* _Task item_
Take the lines below from the first through the one that contains "and cumulative error" and copy them exactly.
**** Information shown ****
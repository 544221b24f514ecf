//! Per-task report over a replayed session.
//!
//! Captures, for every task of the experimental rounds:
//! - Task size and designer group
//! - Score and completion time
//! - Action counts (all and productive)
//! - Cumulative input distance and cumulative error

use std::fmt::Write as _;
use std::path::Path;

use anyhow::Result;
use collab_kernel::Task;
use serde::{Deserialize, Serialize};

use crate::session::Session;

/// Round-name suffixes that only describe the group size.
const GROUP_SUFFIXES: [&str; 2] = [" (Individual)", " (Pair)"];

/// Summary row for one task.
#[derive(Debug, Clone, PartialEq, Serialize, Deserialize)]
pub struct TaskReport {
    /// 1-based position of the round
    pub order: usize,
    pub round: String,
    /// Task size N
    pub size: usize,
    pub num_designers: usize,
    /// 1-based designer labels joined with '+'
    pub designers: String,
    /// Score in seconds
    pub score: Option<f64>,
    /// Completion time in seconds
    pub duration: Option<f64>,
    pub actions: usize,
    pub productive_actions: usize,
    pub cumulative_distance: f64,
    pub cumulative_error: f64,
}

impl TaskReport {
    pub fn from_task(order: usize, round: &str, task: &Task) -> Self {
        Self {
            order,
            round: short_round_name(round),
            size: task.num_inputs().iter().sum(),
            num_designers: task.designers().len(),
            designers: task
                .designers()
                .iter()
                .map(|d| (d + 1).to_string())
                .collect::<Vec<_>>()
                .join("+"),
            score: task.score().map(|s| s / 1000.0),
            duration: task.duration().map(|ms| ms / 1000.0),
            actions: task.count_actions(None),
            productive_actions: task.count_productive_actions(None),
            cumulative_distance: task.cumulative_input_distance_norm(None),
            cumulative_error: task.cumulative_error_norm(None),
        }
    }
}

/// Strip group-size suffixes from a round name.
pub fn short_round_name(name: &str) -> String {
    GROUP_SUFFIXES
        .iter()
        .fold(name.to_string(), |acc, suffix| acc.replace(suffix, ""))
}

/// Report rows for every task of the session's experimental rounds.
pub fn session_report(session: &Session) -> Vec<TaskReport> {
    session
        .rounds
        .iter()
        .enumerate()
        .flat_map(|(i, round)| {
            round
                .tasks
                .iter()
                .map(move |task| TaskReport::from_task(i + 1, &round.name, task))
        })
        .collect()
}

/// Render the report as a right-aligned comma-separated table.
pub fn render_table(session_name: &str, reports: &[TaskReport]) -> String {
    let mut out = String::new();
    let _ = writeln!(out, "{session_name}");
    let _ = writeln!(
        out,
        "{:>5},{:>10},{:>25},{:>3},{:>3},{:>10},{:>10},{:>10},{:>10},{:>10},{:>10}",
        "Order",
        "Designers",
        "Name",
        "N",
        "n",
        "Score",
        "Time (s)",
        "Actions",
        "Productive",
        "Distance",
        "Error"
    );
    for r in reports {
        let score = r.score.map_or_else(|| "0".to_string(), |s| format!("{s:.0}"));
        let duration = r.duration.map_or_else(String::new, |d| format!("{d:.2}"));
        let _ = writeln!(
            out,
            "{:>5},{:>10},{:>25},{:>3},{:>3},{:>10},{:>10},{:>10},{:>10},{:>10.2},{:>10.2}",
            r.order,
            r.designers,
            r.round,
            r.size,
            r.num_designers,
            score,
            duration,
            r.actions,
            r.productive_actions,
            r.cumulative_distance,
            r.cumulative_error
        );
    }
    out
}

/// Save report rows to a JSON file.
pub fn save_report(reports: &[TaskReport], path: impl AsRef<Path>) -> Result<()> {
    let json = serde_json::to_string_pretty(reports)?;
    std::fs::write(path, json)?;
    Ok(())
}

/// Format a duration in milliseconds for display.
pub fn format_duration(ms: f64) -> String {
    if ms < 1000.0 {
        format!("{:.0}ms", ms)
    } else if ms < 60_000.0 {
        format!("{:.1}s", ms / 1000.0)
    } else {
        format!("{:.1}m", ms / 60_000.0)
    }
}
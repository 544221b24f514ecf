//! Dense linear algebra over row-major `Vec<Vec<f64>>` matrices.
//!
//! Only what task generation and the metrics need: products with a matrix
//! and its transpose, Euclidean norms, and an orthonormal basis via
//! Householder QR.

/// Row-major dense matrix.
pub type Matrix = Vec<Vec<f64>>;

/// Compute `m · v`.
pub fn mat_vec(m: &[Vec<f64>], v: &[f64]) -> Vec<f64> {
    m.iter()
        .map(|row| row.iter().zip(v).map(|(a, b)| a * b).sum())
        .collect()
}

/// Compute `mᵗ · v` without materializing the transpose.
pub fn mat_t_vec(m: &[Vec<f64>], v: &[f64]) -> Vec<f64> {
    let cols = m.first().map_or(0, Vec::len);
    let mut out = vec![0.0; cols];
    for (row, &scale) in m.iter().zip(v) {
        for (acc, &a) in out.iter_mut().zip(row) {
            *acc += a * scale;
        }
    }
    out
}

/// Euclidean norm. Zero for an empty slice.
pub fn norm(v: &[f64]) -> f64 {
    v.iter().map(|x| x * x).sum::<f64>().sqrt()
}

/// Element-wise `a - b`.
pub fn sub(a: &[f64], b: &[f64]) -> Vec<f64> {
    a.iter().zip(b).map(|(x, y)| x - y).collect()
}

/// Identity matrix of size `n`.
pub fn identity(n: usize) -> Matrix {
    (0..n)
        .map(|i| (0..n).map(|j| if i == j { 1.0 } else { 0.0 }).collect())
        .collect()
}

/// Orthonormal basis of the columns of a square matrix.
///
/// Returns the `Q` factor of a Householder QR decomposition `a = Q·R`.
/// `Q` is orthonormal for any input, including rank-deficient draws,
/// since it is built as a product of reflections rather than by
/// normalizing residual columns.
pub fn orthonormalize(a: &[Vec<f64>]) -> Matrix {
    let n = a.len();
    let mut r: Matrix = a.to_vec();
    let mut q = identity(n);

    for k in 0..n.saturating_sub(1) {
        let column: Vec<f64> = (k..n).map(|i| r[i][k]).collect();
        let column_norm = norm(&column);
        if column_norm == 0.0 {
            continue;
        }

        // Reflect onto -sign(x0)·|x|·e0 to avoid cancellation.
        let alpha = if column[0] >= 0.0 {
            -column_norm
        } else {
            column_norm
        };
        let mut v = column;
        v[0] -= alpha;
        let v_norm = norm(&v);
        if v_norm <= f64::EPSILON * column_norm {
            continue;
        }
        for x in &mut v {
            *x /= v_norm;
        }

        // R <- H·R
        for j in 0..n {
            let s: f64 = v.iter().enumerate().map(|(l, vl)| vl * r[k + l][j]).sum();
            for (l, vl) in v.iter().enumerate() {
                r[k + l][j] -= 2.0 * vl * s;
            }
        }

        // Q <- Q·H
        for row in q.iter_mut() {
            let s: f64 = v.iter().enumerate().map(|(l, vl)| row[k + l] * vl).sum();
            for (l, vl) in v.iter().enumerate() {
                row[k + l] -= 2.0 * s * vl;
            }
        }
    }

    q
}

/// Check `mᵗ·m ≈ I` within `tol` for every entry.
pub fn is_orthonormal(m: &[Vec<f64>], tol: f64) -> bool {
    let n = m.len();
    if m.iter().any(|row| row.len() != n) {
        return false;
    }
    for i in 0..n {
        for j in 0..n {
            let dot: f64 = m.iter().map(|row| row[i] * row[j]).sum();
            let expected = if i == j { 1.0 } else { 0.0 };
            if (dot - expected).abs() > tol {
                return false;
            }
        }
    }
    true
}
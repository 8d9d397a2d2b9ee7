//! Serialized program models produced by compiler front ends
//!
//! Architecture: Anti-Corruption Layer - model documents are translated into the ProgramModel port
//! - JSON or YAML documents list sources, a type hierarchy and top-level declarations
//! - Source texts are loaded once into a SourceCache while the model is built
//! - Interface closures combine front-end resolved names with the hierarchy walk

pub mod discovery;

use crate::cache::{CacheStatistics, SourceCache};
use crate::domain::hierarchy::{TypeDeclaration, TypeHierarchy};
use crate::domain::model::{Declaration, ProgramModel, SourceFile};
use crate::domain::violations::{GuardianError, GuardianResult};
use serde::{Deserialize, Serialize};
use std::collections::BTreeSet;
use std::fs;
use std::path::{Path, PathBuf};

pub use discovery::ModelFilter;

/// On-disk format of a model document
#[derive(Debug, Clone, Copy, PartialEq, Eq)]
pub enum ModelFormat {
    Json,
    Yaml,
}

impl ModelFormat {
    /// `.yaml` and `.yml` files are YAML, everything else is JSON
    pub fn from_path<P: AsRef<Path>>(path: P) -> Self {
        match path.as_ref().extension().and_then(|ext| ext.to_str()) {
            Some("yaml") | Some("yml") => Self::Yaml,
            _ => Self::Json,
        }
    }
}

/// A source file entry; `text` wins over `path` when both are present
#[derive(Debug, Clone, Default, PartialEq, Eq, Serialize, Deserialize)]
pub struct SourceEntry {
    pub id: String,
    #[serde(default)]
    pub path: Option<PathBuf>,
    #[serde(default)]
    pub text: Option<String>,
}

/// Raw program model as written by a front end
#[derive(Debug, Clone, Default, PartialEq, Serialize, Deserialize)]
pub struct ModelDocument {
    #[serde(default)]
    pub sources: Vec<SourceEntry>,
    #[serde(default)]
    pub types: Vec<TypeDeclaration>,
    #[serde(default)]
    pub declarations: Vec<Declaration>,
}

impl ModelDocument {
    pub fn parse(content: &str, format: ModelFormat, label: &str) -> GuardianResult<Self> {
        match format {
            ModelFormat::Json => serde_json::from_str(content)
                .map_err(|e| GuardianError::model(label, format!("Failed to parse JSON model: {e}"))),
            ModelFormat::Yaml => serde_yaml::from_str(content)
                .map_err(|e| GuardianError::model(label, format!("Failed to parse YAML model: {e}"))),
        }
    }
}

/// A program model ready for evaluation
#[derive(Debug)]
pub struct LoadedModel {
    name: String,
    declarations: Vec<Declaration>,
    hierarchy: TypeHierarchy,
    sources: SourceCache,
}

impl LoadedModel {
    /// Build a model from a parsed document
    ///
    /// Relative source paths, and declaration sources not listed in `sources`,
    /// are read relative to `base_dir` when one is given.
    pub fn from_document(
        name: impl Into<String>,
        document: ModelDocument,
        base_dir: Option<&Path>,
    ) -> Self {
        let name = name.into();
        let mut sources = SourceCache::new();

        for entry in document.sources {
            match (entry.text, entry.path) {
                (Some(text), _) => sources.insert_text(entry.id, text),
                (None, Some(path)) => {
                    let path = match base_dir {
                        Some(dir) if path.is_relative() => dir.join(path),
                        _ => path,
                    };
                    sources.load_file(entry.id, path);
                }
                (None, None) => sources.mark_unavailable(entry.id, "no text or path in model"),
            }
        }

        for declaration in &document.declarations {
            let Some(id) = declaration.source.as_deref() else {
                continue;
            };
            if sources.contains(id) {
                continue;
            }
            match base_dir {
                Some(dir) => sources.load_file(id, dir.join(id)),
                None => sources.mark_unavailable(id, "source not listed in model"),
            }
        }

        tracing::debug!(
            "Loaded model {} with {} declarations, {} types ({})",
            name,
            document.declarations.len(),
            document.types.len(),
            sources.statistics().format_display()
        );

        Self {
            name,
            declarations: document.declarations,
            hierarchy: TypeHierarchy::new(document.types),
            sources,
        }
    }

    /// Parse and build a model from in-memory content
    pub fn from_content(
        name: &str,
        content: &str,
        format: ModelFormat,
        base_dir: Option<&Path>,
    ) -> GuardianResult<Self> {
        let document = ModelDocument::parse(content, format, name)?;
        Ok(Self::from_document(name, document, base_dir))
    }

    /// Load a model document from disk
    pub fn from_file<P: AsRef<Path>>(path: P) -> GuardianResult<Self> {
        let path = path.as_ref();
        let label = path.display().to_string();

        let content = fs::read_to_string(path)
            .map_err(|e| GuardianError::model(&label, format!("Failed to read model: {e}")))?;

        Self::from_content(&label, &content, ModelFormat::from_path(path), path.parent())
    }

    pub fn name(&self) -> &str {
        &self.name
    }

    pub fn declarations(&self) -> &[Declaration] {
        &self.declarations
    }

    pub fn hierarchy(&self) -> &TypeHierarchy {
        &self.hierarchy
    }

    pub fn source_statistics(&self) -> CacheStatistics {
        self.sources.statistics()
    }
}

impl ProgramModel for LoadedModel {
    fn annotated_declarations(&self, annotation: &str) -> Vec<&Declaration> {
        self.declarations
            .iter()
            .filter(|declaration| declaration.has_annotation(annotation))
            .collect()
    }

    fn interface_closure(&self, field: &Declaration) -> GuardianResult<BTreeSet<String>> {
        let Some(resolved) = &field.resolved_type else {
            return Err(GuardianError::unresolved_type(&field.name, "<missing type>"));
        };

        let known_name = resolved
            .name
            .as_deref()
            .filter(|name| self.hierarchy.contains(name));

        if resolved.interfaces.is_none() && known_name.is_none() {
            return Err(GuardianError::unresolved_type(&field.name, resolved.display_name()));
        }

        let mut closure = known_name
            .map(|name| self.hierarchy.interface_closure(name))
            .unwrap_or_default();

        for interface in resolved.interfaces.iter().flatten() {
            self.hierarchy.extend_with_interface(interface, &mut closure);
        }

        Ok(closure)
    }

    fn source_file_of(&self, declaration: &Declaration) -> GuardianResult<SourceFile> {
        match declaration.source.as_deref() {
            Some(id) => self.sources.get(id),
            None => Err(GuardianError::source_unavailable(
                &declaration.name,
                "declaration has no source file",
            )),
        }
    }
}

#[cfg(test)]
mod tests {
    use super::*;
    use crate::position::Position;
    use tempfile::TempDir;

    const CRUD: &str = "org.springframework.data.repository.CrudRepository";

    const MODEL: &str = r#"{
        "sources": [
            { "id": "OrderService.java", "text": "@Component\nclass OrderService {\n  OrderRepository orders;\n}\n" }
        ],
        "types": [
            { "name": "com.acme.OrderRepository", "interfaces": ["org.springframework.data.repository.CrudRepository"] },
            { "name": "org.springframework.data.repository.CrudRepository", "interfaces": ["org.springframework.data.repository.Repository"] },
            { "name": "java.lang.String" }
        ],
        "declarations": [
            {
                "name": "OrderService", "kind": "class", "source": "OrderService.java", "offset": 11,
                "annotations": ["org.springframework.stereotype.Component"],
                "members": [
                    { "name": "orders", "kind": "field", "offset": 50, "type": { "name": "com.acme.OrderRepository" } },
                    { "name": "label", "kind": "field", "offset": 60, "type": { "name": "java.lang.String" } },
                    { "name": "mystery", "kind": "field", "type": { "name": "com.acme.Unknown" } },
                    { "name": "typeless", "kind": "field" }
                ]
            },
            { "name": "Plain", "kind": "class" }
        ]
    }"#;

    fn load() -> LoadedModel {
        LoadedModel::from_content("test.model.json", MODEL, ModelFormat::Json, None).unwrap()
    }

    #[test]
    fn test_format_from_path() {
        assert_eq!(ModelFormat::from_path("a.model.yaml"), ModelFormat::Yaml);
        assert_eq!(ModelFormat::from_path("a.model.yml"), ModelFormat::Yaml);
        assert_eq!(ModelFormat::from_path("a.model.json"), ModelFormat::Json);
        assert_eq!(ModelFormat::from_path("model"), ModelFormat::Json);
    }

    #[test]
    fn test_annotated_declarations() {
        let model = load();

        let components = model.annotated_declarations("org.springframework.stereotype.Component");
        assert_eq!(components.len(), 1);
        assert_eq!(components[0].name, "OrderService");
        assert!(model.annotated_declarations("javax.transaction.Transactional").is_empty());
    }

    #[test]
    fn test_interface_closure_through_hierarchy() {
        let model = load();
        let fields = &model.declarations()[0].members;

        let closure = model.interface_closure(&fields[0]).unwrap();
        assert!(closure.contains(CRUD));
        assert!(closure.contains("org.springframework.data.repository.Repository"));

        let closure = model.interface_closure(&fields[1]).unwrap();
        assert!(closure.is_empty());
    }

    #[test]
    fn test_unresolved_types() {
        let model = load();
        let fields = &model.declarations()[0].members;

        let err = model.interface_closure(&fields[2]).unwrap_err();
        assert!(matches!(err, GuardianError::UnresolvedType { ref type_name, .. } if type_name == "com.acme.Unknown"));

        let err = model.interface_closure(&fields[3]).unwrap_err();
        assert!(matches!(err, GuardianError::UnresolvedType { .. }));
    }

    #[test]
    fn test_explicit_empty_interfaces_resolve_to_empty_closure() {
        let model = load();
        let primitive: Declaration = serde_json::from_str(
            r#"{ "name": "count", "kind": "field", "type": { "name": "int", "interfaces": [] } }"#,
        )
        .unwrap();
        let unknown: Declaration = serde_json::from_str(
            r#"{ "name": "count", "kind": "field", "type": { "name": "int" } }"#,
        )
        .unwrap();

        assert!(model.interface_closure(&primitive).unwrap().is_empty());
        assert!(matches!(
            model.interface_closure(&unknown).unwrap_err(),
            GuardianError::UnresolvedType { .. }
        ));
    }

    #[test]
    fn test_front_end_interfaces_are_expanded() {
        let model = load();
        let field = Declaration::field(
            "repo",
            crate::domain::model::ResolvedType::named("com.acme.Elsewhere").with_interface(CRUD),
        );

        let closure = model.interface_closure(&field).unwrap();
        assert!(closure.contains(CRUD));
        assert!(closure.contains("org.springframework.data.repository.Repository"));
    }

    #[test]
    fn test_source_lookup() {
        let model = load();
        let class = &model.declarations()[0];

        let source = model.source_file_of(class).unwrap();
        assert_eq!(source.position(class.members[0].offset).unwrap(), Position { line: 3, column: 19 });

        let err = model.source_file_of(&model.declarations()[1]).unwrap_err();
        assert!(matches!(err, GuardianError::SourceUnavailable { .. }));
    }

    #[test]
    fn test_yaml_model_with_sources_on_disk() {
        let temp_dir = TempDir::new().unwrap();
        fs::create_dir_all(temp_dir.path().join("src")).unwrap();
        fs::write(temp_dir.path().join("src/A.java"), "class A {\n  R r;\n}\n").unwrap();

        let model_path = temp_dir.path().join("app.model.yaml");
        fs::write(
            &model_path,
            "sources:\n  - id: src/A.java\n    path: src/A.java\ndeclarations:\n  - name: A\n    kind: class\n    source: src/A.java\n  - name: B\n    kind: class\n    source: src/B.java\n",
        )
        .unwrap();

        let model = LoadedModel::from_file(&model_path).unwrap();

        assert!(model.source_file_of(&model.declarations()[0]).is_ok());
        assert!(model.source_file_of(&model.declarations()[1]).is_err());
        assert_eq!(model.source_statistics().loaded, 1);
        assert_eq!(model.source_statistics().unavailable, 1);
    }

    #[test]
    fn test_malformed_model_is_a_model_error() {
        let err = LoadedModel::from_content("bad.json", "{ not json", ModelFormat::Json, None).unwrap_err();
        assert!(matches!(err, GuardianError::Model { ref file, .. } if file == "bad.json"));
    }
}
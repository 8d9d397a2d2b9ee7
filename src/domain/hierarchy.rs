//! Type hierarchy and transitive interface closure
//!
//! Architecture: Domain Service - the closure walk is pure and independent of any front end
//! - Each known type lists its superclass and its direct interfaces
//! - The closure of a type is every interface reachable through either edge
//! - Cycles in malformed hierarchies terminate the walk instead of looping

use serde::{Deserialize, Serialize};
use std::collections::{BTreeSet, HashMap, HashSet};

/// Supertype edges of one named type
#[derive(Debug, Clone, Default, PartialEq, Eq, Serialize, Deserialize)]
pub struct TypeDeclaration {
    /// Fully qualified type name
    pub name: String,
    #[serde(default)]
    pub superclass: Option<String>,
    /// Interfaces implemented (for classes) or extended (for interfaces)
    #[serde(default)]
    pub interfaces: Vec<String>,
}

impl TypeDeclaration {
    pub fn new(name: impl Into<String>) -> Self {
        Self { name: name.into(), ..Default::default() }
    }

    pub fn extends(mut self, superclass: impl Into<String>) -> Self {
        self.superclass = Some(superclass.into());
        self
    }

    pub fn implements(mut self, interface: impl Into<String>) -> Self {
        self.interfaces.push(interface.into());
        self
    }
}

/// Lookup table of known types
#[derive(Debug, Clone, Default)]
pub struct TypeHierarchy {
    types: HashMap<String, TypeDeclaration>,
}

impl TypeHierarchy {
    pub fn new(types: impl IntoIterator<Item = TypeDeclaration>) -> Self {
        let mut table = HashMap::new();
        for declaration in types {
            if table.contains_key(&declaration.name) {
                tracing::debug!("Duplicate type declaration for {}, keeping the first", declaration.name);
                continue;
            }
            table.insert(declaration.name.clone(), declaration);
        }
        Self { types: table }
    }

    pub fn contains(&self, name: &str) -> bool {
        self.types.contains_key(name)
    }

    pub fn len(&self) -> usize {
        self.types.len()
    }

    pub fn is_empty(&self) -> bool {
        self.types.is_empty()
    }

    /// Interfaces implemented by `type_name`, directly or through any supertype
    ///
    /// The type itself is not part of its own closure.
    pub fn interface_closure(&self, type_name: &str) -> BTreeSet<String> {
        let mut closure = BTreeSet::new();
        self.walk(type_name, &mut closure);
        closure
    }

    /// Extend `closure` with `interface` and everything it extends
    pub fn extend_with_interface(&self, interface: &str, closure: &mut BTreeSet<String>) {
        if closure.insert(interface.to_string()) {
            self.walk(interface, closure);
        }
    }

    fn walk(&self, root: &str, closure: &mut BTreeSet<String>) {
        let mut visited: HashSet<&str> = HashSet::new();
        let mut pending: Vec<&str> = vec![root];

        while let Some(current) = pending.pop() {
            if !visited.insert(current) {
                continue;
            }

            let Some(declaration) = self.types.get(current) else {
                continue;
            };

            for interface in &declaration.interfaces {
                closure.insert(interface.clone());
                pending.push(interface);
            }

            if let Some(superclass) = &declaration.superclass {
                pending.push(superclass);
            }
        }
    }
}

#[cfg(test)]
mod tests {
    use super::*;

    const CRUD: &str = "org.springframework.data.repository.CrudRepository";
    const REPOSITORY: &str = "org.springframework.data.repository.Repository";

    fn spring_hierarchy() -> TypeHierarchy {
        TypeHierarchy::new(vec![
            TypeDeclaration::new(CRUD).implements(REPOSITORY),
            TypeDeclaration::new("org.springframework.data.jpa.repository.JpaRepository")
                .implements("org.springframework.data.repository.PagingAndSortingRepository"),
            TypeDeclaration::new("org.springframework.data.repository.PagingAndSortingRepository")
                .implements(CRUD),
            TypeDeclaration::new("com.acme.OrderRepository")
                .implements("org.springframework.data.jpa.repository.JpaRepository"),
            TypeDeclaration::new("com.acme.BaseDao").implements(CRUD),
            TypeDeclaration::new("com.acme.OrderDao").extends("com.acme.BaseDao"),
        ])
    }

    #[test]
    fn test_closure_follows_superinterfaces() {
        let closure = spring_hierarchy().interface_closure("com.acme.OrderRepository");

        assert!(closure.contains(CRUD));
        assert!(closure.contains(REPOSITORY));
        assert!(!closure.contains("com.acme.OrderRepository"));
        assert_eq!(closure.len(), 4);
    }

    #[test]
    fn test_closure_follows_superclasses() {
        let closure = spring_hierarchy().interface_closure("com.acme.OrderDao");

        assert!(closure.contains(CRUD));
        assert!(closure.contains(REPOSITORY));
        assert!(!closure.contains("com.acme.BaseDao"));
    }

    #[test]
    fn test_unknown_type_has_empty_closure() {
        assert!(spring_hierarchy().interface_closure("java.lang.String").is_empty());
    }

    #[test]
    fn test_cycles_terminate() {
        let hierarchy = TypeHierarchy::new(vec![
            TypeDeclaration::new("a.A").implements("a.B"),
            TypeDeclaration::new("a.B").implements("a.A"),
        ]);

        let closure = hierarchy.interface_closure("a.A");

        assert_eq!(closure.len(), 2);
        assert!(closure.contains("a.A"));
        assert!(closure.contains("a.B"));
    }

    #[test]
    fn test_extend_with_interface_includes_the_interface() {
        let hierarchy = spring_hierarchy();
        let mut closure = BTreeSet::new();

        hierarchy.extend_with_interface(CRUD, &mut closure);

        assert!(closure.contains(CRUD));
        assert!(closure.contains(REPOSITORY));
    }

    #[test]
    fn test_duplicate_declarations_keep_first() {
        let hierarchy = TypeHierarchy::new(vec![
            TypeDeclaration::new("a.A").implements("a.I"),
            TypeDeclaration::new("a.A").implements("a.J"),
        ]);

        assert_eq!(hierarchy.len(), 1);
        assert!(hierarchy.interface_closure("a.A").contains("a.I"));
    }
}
****
* _Response to the exercise_
repository 544221b24f514ecf
//! Per-task report over a replayed session.
//!
//! Captures, for every task of the experimental rounds:
//! - Task size and designer group
//! - Score and completion time
//! - Action counts (all and productive)
//! - Cumulative input distance and cumulative error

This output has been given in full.